Nothing is wasted, the organizers say, with the skins made into belts, the meat sold as a delicacy and the venom "milked" for sale to pharmaceutical companies.


But scientists raise ecological and ethical concerns.


"There's no glory in rattlesnake hunting," said Lee Fitzgerald, an associate professor and curator of amphibians and reptiles at Texas A&M University.


Hunters scour the arid landscape for snake dens, into which they pump gas fumes to drive them out. Then they snatch them with the tongs.


Hunters say the fumes have minimal ecological impact but many scientists disagree.


"It's an unethical way to hunt and it harms other animals such as scorpions and rodents," said Fitzgerald.


SUSTAINABLE HUNT?


The specific species targeted around Sweetwater is the western diamondback rattlesnake.


Data provided by the organizers shows the amount harvested each year, as measured in pounds, has fluctuated wildly, sometimes in response to the price of snake meat.


Last year, the roundup yielded more than 13,000 pounds of meat, probably representing about 7,000 snakes. The record set in 1982 was almost 18,000 pounds.


Both totals far exceed those of early roundups almost five decades ago, suggesting the hunt may be sustainable but that the long-term consequences are unknown.


The dim view of snake roundups from the American Society of Ichthyologists and Herpetologists was spelled out clearly in a position paper last year.


"The biological ramifications of decades of rattlesnake roundups are difficult to assess, but they have great potential to affect snake populations negatively, and it is difficult to predict when rattlesnake harvests will push local populations beyond the point of recovery," it said.


The society also raised ethical issues.


"Snakes are handled roughly and are decapitated and butchered in large numbers in front of an audience, including small children, as entertainment. It is hard to imagine subjecting any other vertebrate animal to such thoughtless and inhumane treatment."

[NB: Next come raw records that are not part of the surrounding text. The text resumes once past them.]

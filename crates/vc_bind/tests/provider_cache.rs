use std::collections::HashMap;
use std::sync::{Arc, Mutex};

use vc_bind::error::ErrorKind;
use vc_bind::introspect::{
    AbstractModel, BindModel, ClassModel, ClassRegistry, CreatorSpec, EnumModel, Introspector,
};
use vc_bind::types::ScalarKind;
use vc_bind::{Bind, Provider, TypeDescriptor, Typed};
use vc_token::{TokenBuffer, TokenSink, json};

/// Counts class lookups per type name.
#[derive(Default)]
struct Counting {
    inner: ClassRegistry,
    lookups: Mutex<HashMap<String, usize>>,
}

impl Counting {
    fn lookups(&self, name: &str) -> usize {
        self.lookups.lock().unwrap().get(name).copied().unwrap_or(0)
    }
}

impl Introspector for Counting {
    fn find_class(&self, ty: &TypeDescriptor) -> Option<Arc<ClassModel>> {
        *self.lookups.lock().unwrap().entry(ty.to_string()).or_default() += 1;
        self.inner.find_class(ty)
    }

    fn find_enum(&self, ty: &TypeDescriptor) -> Option<Arc<EnumModel>> {
        self.inner.find_enum(ty)
    }

    fn find_abstract(&self, ty: &TypeDescriptor) -> Option<Arc<AbstractModel>> {
        self.inner.find_abstract(ty)
    }

    fn find_by_name(&self, name: &str) -> Option<TypeDescriptor> {
        self.inner.find_by_name(name)
    }
}

#[derive(Clone, Debug, Default)]
struct Broken {
    value: i32,
}

impl Typed for Broken {
    fn type_descriptor() -> TypeDescriptor {
        TypeDescriptor::bean("Broken")
    }
}

#[derive(Clone, Debug, Default)]
struct Holder {
    broken: Broken,
}

impl Typed for Holder {
    fn type_descriptor() -> TypeDescriptor {
        TypeDescriptor::bean("Holder")
    }
}

impl vc_bind::ToValue for Broken {
    fn to_value(&self) -> vc_bind::Value {
        vc_bind::Value::Object(vc_bind::value::Object::new(self.clone()))
    }
}

impl vc_bind::FromValue for Broken {
    fn from_value(value: vc_bind::Value) -> Result<Self, vc_bind::BindError> {
        match value {
            vc_bind::Value::Object(object) => {
                object.downcast().map_err(|_| vc_bind::BindError::custom("not broken"))
            }
            _ => Err(vc_bind::BindError::custom("not broken")),
        }
    }
}

fn counting() -> Arc<Counting> {
    let mut inner = ClassRegistry::new();
    // Two property-based creators of equal standing.
    inner.insert(BindModel::Class(
        ClassModel::builder::<Broken>()
            .creator(
                CreatorSpec::new("Broken::new").param::<i32>("value").properties(),
                |args| Ok(Broken { value: args.take(0)? }),
            )
            .creator(
                CreatorSpec::new("Broken::parse").param::<i32>("value").properties(),
                |args| Ok(Broken { value: args.take(0)? }),
            )
            .build(),
    ));
    inner.insert(BindModel::Class(
        ClassModel::builder::<Holder>()
            .default_creator(Holder::default)
            .field("broken", |h: &Holder| &h.broken, |h: &mut Holder, v| h.broken = v)
            .build(),
    ));
    Arc::new(Counting {
        inner,
        lookups: Mutex::default(),
    })
}

#[test]
fn definition_failures_are_cached_until_flush() {
    let introspector = counting();
    let provider = Provider::new(introspector.clone());
    let ty = Broken::type_descriptor();

    let err = provider.resolve_decoder(&ty).err().unwrap();
    assert!(matches!(err.kind(), ErrorKind::ConflictingCreators { .. }));
    let lookups = introspector.lookups("Broken");
    assert!(lookups > 0);

    let again = provider.resolve_decoder(&ty).err().unwrap();
    assert_eq!(again.to_string(), err.to_string());
    assert_eq!(introspector.lookups("Broken"), lookups);

    provider.flush();
    assert!(provider.resolve_decoder(&ty).is_err());
    assert!(introspector.lookups("Broken") > lookups);
}

#[test]
fn dependents_of_broken_types_are_rebuilt() {
    let introspector = counting();
    let provider = Provider::new(introspector.clone());
    let ty = Holder::type_descriptor();

    let err = provider.resolve_decoder(&ty).err().unwrap();
    assert!(matches!(err.kind(), ErrorKind::ConflictingCreators { .. }));
    assert_eq!(err.path_string(), "$.broken");

    let holder = introspector.lookups("Holder");
    let broken = introspector.lookups("Broken");
    assert!(provider.resolve_decoder(&ty).is_err());
    // The holder failed while linking and is built again; its broken
    // property's failure is served from the cache.
    assert!(introspector.lookups("Holder") > holder);
    assert_eq!(introspector.lookups("Broken"), broken);

    // Encoding does not need creators.
    assert!(provider.resolve_encoder(&ty).is_ok());
}

#[test]
fn unknown_types_are_cached_failures() {
    let introspector = counting();
    let provider = Provider::new(introspector.clone());
    let ghost = TypeDescriptor::bean("Ghost");

    let err = provider.resolve_encoder(&ghost).err().unwrap();
    assert!(matches!(err.kind(), ErrorKind::NoCodecFound { .. }));
    let lookups = introspector.lookups("Ghost");
    assert!(provider.resolve_encoder(&ghost).is_err());
    assert_eq!(introspector.lookups("Ghost"), lookups);
}

#[test]
fn scalars_never_reach_the_introspector() {
    let introspector = counting();
    let provider = Provider::new(introspector.clone());
    let int = TypeDescriptor::scalar(ScalarKind::I32);
    provider.resolve_decoder(&int).unwrap();
    provider.resolve_decoder(&TypeDescriptor::list(int.clone())).unwrap();
    assert!(introspector.lookups.lock().unwrap().is_empty());
}

// -----------------------------------------------------------------------------
// Error paths

#[derive(Bind, Clone, Debug, Default, PartialEq)]
struct Point {
    x: i32,
    y: i32,
}

#[derive(Bind, Clone, Debug, Default, PartialEq)]
struct Route {
    name: String,
    stops: Vec<Point>,
    named: std::collections::BTreeMap<String, Point>,
}

fn route_provider() -> Provider {
    let mut registry = ClassRegistry::new();
    registry.register::<Route>();
    Provider::new(registry)
}

fn path_of(text: &str) -> String {
    let provider = route_provider();
    let mut stream = json::parse(text).unwrap();
    provider
        .decode(&Route::type_descriptor(), &mut stream)
        .unwrap_err()
        .path_string()
}

#[test]
fn errors_point_at_the_failing_value() {
    assert_eq!(path_of(r#"{"stops": [{"x": 1}, {"y": "up"}]}"#), "$.stops[1].y");
    assert_eq!(path_of(r#"{"named": {"home": {"x": true}}}"#), r#"$.named["home"].x"#);
    assert_eq!(path_of(r#"{"stops": [{"z": 0}]}"#), "$.stops[0].z");
}

#[test]
fn truncated_input_is_a_stream_error() {
    let provider = route_provider();
    let mut buffer = TokenBuffer::new();
    buffer.write_start_object().unwrap();
    buffer.write_field_name("name").unwrap();
    let mut stream = buffer.into_stream();
    let err = provider.decode(&Route::type_descriptor(), &mut stream).unwrap_err();
    assert!(matches!(err.kind(), ErrorKind::Stream(_)));
}
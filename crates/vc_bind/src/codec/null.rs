use vc_token::TokenSink;

use crate::codec::{CodecKind, EncodeContext, Encoder};
use crate::error::BindError;
use crate::types::TypeDescriptor;
use crate::value::Value;

/// Writes every value as `null`.
///
/// The default null encoder of a [`Module`](crate::Module).
#[derive(Debug)]
pub struct NullEncoder {
    descriptor: TypeDescriptor,
}

impl NullEncoder {
    #[inline]
    pub fn new() -> Self {
        Self {
            descriptor: TypeDescriptor::any(),
        }
    }
}

impl Encoder for NullEncoder {
    #[inline]
    fn descriptor(&self) -> &TypeDescriptor {
        &self.descriptor
    }

    #[inline]
    fn kind(&self) -> CodecKind {
        CodecKind::Custom
    }

    #[inline]
    fn encode(
        &self,
        _value: &Value,
        sink: &mut dyn TokenSink,
        _ctx: &EncodeContext<'_>,
    ) -> Result<(), BindError> {
        sink.write_null()?;
        Ok(())
    }
}
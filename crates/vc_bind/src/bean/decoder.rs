use alloc::format;
use alloc::string::String;
use alloc::vec;
use alloc::vec::Vec;

use vc_token::{Token, TokenKind, TokenStream};

use crate::bean::{Buffered, CreatorStrategy, Creators, PropertyDescriptor, PropertyValueBuffer};
use crate::codec::{CodecKind, DecodeContext, Decoder, LinkedCodec, decode_nullable};
use crate::config::DecodeFeatures;
use crate::error::{BindError, ErrorKind};
use crate::hash::{HashMap, HashSet};
use crate::introspect::{AnySetFn, CreatorCandidate};
use crate::provider::Provider;
use crate::types::TypeDescriptor;
use crate::value::{Object, Value};

/// Where a decoded unknown property goes.
enum Target<'a> {
    Instance(&'a mut Object),
    Buffer(&'a mut PropertyValueBuffer),
}

/// Decoder of a bean type.
///
/// Objects are read field by field:
///
/// ```text
/// StartObject → ExpectFieldOrEnd ─┬─ FieldName → ReadValue(prop) → ExpectFieldOrEnd
///                                 └─ EndObject → Done
/// ```
///
/// How the instance comes to exist depends on the [`CreatorStrategy`]:
///
/// - default: created up front, every property is assigned as it arrives;
/// - property-based: creator arguments are collected in a
///   [`PropertyValueBuffer`] together with any other property seen before
///   the last argument. The instance is created as soon as the last argument
///   arrives, the buffered properties are replayed in arrival order, and the
///   rest of the object is assigned directly. Arguments missing at the end
///   of the object take their decoder's absent value;
/// - delegating: the whole value is decoded as the intermediate type and
///   handed to the creator;
/// - scalar: string, number and boolean tokens go to the matching
///   single-argument creator.
///
/// Unknown properties go to the any-setter, else are dropped when listed as
/// ignorable, else are offered to the module's unknown-property handlers,
/// else are skipped or rejected depending on the class and on
/// `FAIL_ON_UNKNOWN_PROPERTIES`.
pub struct BeanDecoder {
    pub(super) descriptor: TypeDescriptor,
    pub(super) creators: Creators,
    pub(super) properties: Vec<PropertyDescriptor>,
    pub(super) by_name: HashMap<String, usize>,
    /// Property index of each creator argument.
    pub(super) creator_args: Vec<usize>,
    pub(super) any_setter: Option<AnySetFn>,
    pub(super) any_value: LinkedCodec<dyn Decoder>,
    pub(super) ignored: HashSet<String>,
    pub(super) ignore_unknown: bool,
    pub(super) delegate: Option<LinkedCodec<dyn Decoder>>,
}

impl BeanDecoder {
    #[inline]
    pub fn creators(&self) -> &Creators {
        &self.creators
    }

    #[inline]
    pub fn properties(&self) -> &[PropertyDescriptor] {
        &self.properties
    }

    pub fn property(&self, name: &str) -> Option<&PropertyDescriptor> {
        self.by_name.get(name).map(|&index| &self.properties[index])
    }

    fn unexpected(&self, expected: &'static str, found: Option<TokenKind>) -> BindError {
        BindError::unexpected_token(&self.descriptor, expected, found)
    }

    fn create(&self, creator: &CreatorCandidate, args: Vec<Value>) -> Result<Object, BindError> {
        creator.create(&self.descriptor, args)
    }

    /// Advances to the next field name; `false` at the end of the object.
    fn next_field(&self, stream: &mut dyn TokenStream) -> Result<bool, BindError> {
        match stream.expect_next()? {
            TokenKind::FieldName => Ok(true),
            TokenKind::EndObject => Ok(false),
            found => Err(self.unexpected("field name", Some(found))),
        }
    }

    fn decode_property(
        &self,
        property: &PropertyDescriptor,
        stream: &mut dyn TokenStream,
        ctx: &DecodeContext<'_>,
    ) -> Result<Value, BindError> {
        let decoder = property.decoder(ctx.provider())?;
        decode_nullable(&*decoder, stream, ctx)
    }

    // -------------------------------------------------------------------------
    // Unknown properties

    fn handle_unknown(
        &self,
        target: Target<'_>,
        name: &str,
        stream: &mut dyn TokenStream,
        ctx: &DecodeContext<'_>,
    ) -> Result<(), BindError> {
        if let Some(any_setter) = &self.any_setter {
            let decoder = self.any_value.get(ctx.provider())?;
            let value = decode_nullable(&*decoder, stream, ctx)?;
            return match target {
                Target::Instance(object) => any_setter(object.as_any_mut(), name, value),
                Target::Buffer(buffer) => {
                    buffer.buffer_any(name, value);
                    Ok(())
                }
            };
        }

        if self.ignored.contains(name) {
            stream.skip_children()?;
            return Ok(());
        }

        for handler in ctx.provider().module().unknown_property_handlers() {
            if handler.handle(&self.descriptor, name, stream, ctx)? {
                return Ok(());
            }
        }

        if self.ignore_unknown || !ctx.is_enabled(DecodeFeatures::FAIL_ON_UNKNOWN_PROPERTIES) {
            log::trace!("skipping unknown property `{name}` of `{}`", self.descriptor);
            stream.skip_children()?;
            return Ok(());
        }

        Err(ErrorKind::UnrecognizedProperty {
            name: String::from(name),
            ty: self.descriptor.clone(),
            known: self
                .properties
                .iter()
                .map(|property| String::from(property.name()))
                .collect(),
        }
        .into())
    }

    // -------------------------------------------------------------------------
    // Default creator

    /// Reads one property into an existing instance.
    fn read_into(
        &self,
        object: &mut Object,
        name: &str,
        stream: &mut dyn TokenStream,
        ctx: &DecodeContext<'_>,
    ) -> Result<(), BindError> {
        let Some(&index) = self.by_name.get(name) else {
            return self.handle_unknown(Target::Instance(object), name, stream, ctx);
        };
        let property = &self.properties[index];
        if property.creator_index().is_some() {
            // Consumed by the creator already.
            stream.skip_children()?;
            return Ok(());
        }
        let value = self.decode_property(property, stream, ctx)?;
        property.set(object.as_any_mut(), value)
    }

    fn read_fields(
        &self,
        object: &mut Object,
        stream: &mut dyn TokenStream,
        ctx: &DecodeContext<'_>,
    ) -> Result<(), BindError> {
        while self.next_field(stream)? {
            let name = stream.text_owned()?;
            stream.expect_next()?;
            self.read_into(object, &name, stream, ctx)
                .map_err(|err| err.with_property(&name))?;
        }
        Ok(())
    }

    fn decode_with_default(
        &self,
        creator: &CreatorCandidate,
        stream: &mut dyn TokenStream,
        ctx: &DecodeContext<'_>,
    ) -> Result<Value, BindError> {
        let mut object = self.create(creator, Vec::new())?;
        self.read_fields(&mut object, stream, ctx)?;
        Ok(Value::Object(object))
    }

    // -------------------------------------------------------------------------
    // Property-based creator

    /// Reads one property while the instance does not exist yet.
    ///
    /// Returns `true` when the last creator argument arrived.
    fn read_buffered(
        &self,
        buffer: &mut PropertyValueBuffer,
        name: &str,
        stream: &mut dyn TokenStream,
        ctx: &DecodeContext<'_>,
    ) -> Result<bool, BindError> {
        let Some(&index) = self.by_name.get(name) else {
            self.handle_unknown(Target::Buffer(buffer), name, stream, ctx)?;
            return Ok(false);
        };
        let property = &self.properties[index];
        let value = self.decode_property(property, stream, ctx)?;
        match property.creator_index() {
            Some(arg) => Ok(buffer.set_arg(arg, value)),
            None => {
                buffer.buffer_property(index, value);
                Ok(false)
            }
        }
    }

    fn absent_arg(&self, arg: usize, ctx: &DecodeContext<'_>) -> Result<Value, BindError> {
        let property = &self.properties[self.creator_args[arg]];
        let name = property.name();
        if ctx.is_enabled(DecodeFeatures::FAIL_ON_MISSING_CREATOR_PROPERTIES) {
            return Err(BindError::conversion(
                &self.descriptor,
                format!("missing creator property `{name}`"),
            ));
        }
        property
            .decoder(ctx.provider())?
            .absent_value(ctx)
            .map_err(|err| err.with_property(name))
    }

    fn replay(&self, object: &mut Object, buffered: Vec<Buffered>) -> Result<(), BindError> {
        for item in buffered {
            match item {
                Buffered::Property(index, value) => {
                    let property = &self.properties[index];
                    property
                        .set(object.as_any_mut(), value)
                        .map_err(|err| err.with_property(property.name()))?;
                }
                Buffered::Any(name, value) => {
                    if let Some(any_setter) = &self.any_setter {
                        any_setter(object.as_any_mut(), &name, value)
                            .map_err(|err| err.with_property(&name))?;
                    }
                }
            }
        }
        Ok(())
    }

    fn create_from_buffer(
        &self,
        creator: &CreatorCandidate,
        buffer: &mut PropertyValueBuffer,
        ctx: &DecodeContext<'_>,
    ) -> Result<Object, BindError> {
        let args = buffer.take_args(|arg| self.absent_arg(arg, ctx))?;
        let mut object = self.create(creator, args)?;
        self.replay(&mut object, buffer.take_buffered())?;
        Ok(object)
    }

    fn decode_with_properties(
        &self,
        creator: &CreatorCandidate,
        stream: &mut dyn TokenStream,
        ctx: &DecodeContext<'_>,
    ) -> Result<Value, BindError> {
        let mut buffer = PropertyValueBuffer::new(self.creator_args.len());
        let mut instance: Option<Object> = None;

        while self.next_field(stream)? {
            let name = stream.text_owned()?;
            stream.expect_next()?;
            let step = if let Some(object) = instance.as_mut() {
                self.read_into(object, &name, stream, ctx)
            } else {
                match self.read_buffered(&mut buffer, &name, stream, ctx) {
                    Ok(true) => self
                        .create_from_buffer(creator, &mut buffer, ctx)
                        .map(|object| instance = Some(object)),
                    Ok(false) => Ok(()),
                    Err(err) => Err(err),
                }
            };
            step.map_err(|err| err.with_property(&name))?;
        }

        let object = match (instance, self.creators.default_creator()) {
            (Some(object), _) => object,
            // Only exception-shaped types keep a default creator next to a
            // property-based one, for input without a message.
            (None, Some(default)) if buffer.missing() == self.creator_args.len() => {
                let mut object = self.create(default, Vec::new())?;
                self.replay(&mut object, buffer.take_buffered())?;
                object
            }
            (None, _) => self.create_from_buffer(creator, &mut buffer, ctx)?,
        };
        Ok(Value::Object(object))
    }

    // -------------------------------------------------------------------------
    // Delegating and scalar creators

    fn decode_delegating(
        &self,
        creator: &CreatorCandidate,
        stream: &mut dyn TokenStream,
        ctx: &DecodeContext<'_>,
    ) -> Result<Value, BindError> {
        let Some(delegate) = &self.delegate else {
            return Err(BindError::invalid_definition(
                &self.descriptor,
                "delegating creator without an intermediate type",
            ));
        };
        let decoder = delegate.get(ctx.provider())?;
        let value = decode_nullable(&*decoder, stream, ctx)?;
        Ok(Value::Object(self.create(creator, vec![value])?))
    }

    fn decode_object(
        &self,
        stream: &mut dyn TokenStream,
        ctx: &DecodeContext<'_>,
    ) -> Result<Value, BindError> {
        match self.creators.primary() {
            CreatorStrategy::Delegating { creator, .. } => {
                self.decode_delegating(creator, stream, ctx)
            }
            CreatorStrategy::PropertyBased { creator, .. } => {
                self.decode_with_properties(creator, stream, ctx)
            }
            CreatorStrategy::Default(_) | CreatorStrategy::FromScalar { .. } => {
                match self.creators.default_creator() {
                    Some(creator) => self.decode_with_default(creator, stream, ctx),
                    None => Err(self.unexpected("scalar value", Some(TokenKind::StartObject))),
                }
            }
        }
    }

    fn unwrap_array(
        &self,
        stream: &mut dyn TokenStream,
        ctx: &DecodeContext<'_>,
    ) -> Result<Value, BindError> {
        if stream.expect_next()? == TokenKind::EndArray {
            return Err(self.unexpected("single value", Some(TokenKind::EndArray)));
        }
        let value = decode_nullable(self, stream, ctx).map_err(|err| err.with_index(0))?;
        match stream.expect_next()? {
            TokenKind::EndArray => Ok(value),
            found => Err(self.unexpected("end of single-value array", Some(found))),
        }
    }

    fn decode_scalar(
        &self,
        token: &Token,
        stream: &mut dyn TokenStream,
        ctx: &DecodeContext<'_>,
    ) -> Result<Value, BindError> {
        if let Some((creator, arg)) = self.creators.for_token(token) {
            return Ok(Value::Object(self.create(creator, vec![arg])?));
        }
        match self.creators.primary() {
            CreatorStrategy::Delegating { creator, .. } => {
                self.decode_delegating(creator, stream, ctx)
            }
            _ => Err(self.unexpected("object", Some(token.kind()))),
        }
    }
}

The roundup is vintage Texas, from its claim to being the biggest of its kind to its unabashed celebration of the hunt.


In Sweetwater, ecological or moral objections are brushed aside as overblown or just plain crazy.


"We don't hardly put a dent into the population," said one cowboy as he prepared to tuck into some freshly fried snake. "More are killed on the road every year."